Saved data entries:

//! IAPKit library.
//!
//! A single billing session surface over pluggable store backends. The
//! crate owns no platform code: concrete billing clients are injected through
//! the [`BillingBackend`] trait and report purchase outcomes back through the
//! [`PurchasesUpdatedListener`] push channel.
//!
//! # Features
//!
//! - **Connection lifecycle**: connect / disconnect with an observable state machine
//! - **Product cache**: per-session metadata cache with batched backend queries
//! - **Purchase correlation**: the flow launch and its out-of-band outcome are
//!   matched through a single-slot correlator
//! - **Listener fan-out**: every outcome reaches every registered listener
//! - **Idempotent finish**: acknowledge/consume runs at most once per token
//!
//! # Example
//!
//! ```ignore
//! use iapkit_lib::prelude::*;
//! use std::sync::Arc;
//!
//! let backend = Arc::new(InMemoryBackend::new(StoreKind::PlayStore));
//! let session = BillingSession::new(backend, SessionConfig::default());
//!
//! session.connect().await;
//! let products = session
//!     .fetch_products(&["premium".into()], ProductQuery::InApp)
//!     .await?;
//! ```

use serde::{Deserialize, Serialize};

pub mod backend;
pub mod config;
pub mod errors;
pub mod listeners;
pub mod models;
pub mod prelude;
pub mod session;
pub mod status;

pub use backend::{BillingBackend, ForegroundHost, InMemoryBackend, PurchasesUpdatedListener};
pub use config::SessionConfig;
pub use errors::{IapError, IapErrorCode, Severity};
pub use models::{ActiveSubscription, Product, Purchase, PurchaseOptions, PurchaseRequest, PurchaseState};
pub use session::BillingSession;
pub use status::{ConnectionState, SessionStatus};

/// Common result alias for billing operations.
pub type Result<T> = std::result::Result<T, IapError>;

/// Identifier of a purchasable product, unique per backend.
///
/// # Example
///
/// ```
/// use iapkit_lib::ProductId;
///
/// let id: ProductId = "premium_upgrade".into();
/// assert_eq!(id.as_str(), "premium_upgrade");
/// ```
#[derive(Clone, Debug, PartialEq, Eq, Hash, PartialOrd, Ord, Serialize, Deserialize)]
#[serde(transparent)]
pub struct ProductId(pub String);

impl ProductId {
    /// Create a new ProductId from a string.
    pub fn new(id: impl Into<String>) -> Self {
        Self(id.into())
    }

    /// Get the product ID as a string slice.
    pub fn as_str(&self) -> &str {
        &self.0
    }
}

impl From<&str> for ProductId {
    fn from(s: &str) -> Self {
        Self(s.to_string())
    }
}

impl From<String> for ProductId {
    fn from(s: String) -> Self {
        Self(s)
    }
}

impl AsRef<str> for ProductId {
    fn as_ref(&self) -> &str {
        &self.0
    }
}

impl std::fmt::Display for ProductId {
    fn fmt(&self, f: &mut std::fmt::Formatter<'_>) -> std::fmt::Result {
        write!(f, "{}", self.0)
    }
}

/// Backend-issued purchase token.
///
/// Tokens are never reused for two distinct transactions, which is what makes
/// them usable as idempotency keys for acknowledge/consume.
#[derive(Clone, Debug, PartialEq, Eq, Hash, Serialize, Deserialize)]
#[serde(transparent)]
pub struct PurchaseToken(pub String);

impl PurchaseToken {
    /// Create a new token.
    pub fn new(token: impl Into<String>) -> Self {
        Self(token.into())
    }

    /// Get the token as a string slice.
    pub fn as_str(&self) -> &str {
        &self.0
    }

    /// Returns true for the empty token.
    pub fn is_empty(&self) -> bool {
        self.0.is_empty()
    }
}

impl From<&str> for PurchaseToken {
    fn from(s: &str) -> Self {
        Self(s.to_string())
    }
}

impl From<String> for PurchaseToken {
    fn from(s: String) -> Self {
        Self(s)
    }
}

impl std::fmt::Display for PurchaseToken {
    fn fmt(&self, f: &mut std::fmt::Formatter<'_>) -> std::fmt::Result {
        write!(f, "{}", self.0)
    }
}

/// One-time purchase vs. recurring subscription.
#[derive(Clone, Copy, Debug, PartialEq, Eq, Hash, PartialOrd, Ord, Serialize, Deserialize)]
#[serde(rename_all = "lowercase")]
pub enum ProductKind {
    /// One-time product (consumable or not).
    InApp,
    /// Recurring subscription.
    Subs,
}

impl ProductKind {
    /// Backend-facing name.
    pub fn as_str(&self) -> &'static str {
        match self {
            Self::InApp => "inapp",
            Self::Subs => "subs",
        }
    }
}

impl std::fmt::Display for ProductKind {
    fn fmt(&self, f: &mut std::fmt::Formatter<'_>) -> std::fmt::Result {
        f.write_str(self.as_str())
    }
}

/// Kind filter for product queries.
#[derive(Clone, Copy, Debug, PartialEq, Eq, Default, Serialize, Deserialize)]
#[serde(rename_all = "lowercase")]
pub enum ProductQuery {
    /// One-time products only.
    #[default]
    InApp,
    /// Subscriptions only.
    Subs,
    /// Both kinds, one-time products first.
    All,
}

impl ProductQuery {
    /// Kinds covered by this filter, in response order.
    pub fn kinds(&self) -> &'static [ProductKind] {
        match self {
            Self::InApp => &[ProductKind::InApp],
            Self::Subs => &[ProductKind::Subs],
            Self::All => &[ProductKind::InApp, ProductKind::Subs],
        }
    }
}

impl From<ProductKind> for ProductQuery {
    fn from(kind: ProductKind) -> Self {
        match kind {
            ProductKind::InApp => Self::InApp,
            ProductKind::Subs => Self::Subs,
        }
    }
}

/// Which store a backend talks to.
#[derive(Clone, Copy, Debug, PartialEq, Eq, Default, Serialize, Deserialize)]
#[serde(rename_all = "snake_case")]
pub enum StoreKind {
    /// Play-Store-style billing client.
    #[default]
    PlayStore,
    /// Alternate store exposing a billing-compatible client.
    AlternateStore,
}

impl std::fmt::Display for StoreKind {
    fn fmt(&self, f: &mut std::fmt::Formatter<'_>) -> std::fmt::Result {
        match self {
            Self::PlayStore => f.write_str("play_store"),
            Self::AlternateStore => f.write_str("alternate_store"),
        }
    }
}

/// Current unix time in milliseconds.
pub(crate) fn now_millis() -> i64 {
    chrono::Utc::now().timestamp_millis()
}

* [WHAT IS REQUIRED]:
Start with the first line of the data and print every line exactly. The line containing "ID as a string slice." is the last one to include.

* [ANSWER SPACE]:
//! IAPKit library.
//!
//! A single billing session surface over pluggable store backends. The
//! crate owns no platform code: concrete billing clients are injected through
//! the [`BillingBackend`] trait and report purchase outcomes back through the
//! [`PurchasesUpdatedListener`] push channel.
//!
//! # Features
//!
//! - **Connection lifecycle**: connect / disconnect with an observable state machine
//! - **Product cache**: per-session metadata cache with batched backend queries
//! - **Purchase correlation**: the flow launch and its out-of-band outcome are
//!   matched through a single-slot correlator
//! - **Listener fan-out**: every outcome reaches every registered listener
//! - **Idempotent finish**: acknowledge/consume runs at most once per token
//!
//! # Example
//!
//! ```ignore
//! use iapkit_lib::prelude::*;
//! use std::sync::Arc;
//!
//! let backend = Arc::new(InMemoryBackend::new(StoreKind::PlayStore));
//! let session = BillingSession::new(backend, SessionConfig::default());
//!
//! session.connect().await;
//! let products = session
//!     .fetch_products(&["premium".into()], ProductQuery::InApp)
//!     .await?;
//! ```

use serde::{Deserialize, Serialize};

pub mod backend;
pub mod config;
pub mod errors;
pub mod listeners;
pub mod models;
pub mod prelude;
pub mod session;
pub mod status;

pub use backend::{BillingBackend, ForegroundHost, InMemoryBackend, PurchasesUpdatedListener};
pub use config::SessionConfig;
pub use errors::{IapError, IapErrorCode, Severity};
pub use models::{ActiveSubscription, Product, Purchase, PurchaseOptions, PurchaseRequest, PurchaseState};
pub use session::BillingSession;
pub use status::{ConnectionState, SessionStatus};

/// Common result alias for billing operations.
pub type Result<T> = std::result::Result<T, IapError>;

/// Identifier of a purchasable product, unique per backend.
///
/// # Example
///
/// ```
/// use iapkit_lib::ProductId;
///
/// let id: ProductId = "premium_upgrade".into();
/// assert_eq!(id.as_str(), "premium_upgrade");
/// ```
#[derive(Clone, Debug, PartialEq, Eq, Hash, PartialOrd, Ord, Serialize, Deserialize)]
#[serde(transparent)]
pub struct ProductId(pub String);

impl ProductId {
    /// Create a new ProductId from a string.
    pub fn new(id: impl Into<String>) -> Self {
        Self(id.into())
    }

    /// Get the product ID as a string slice.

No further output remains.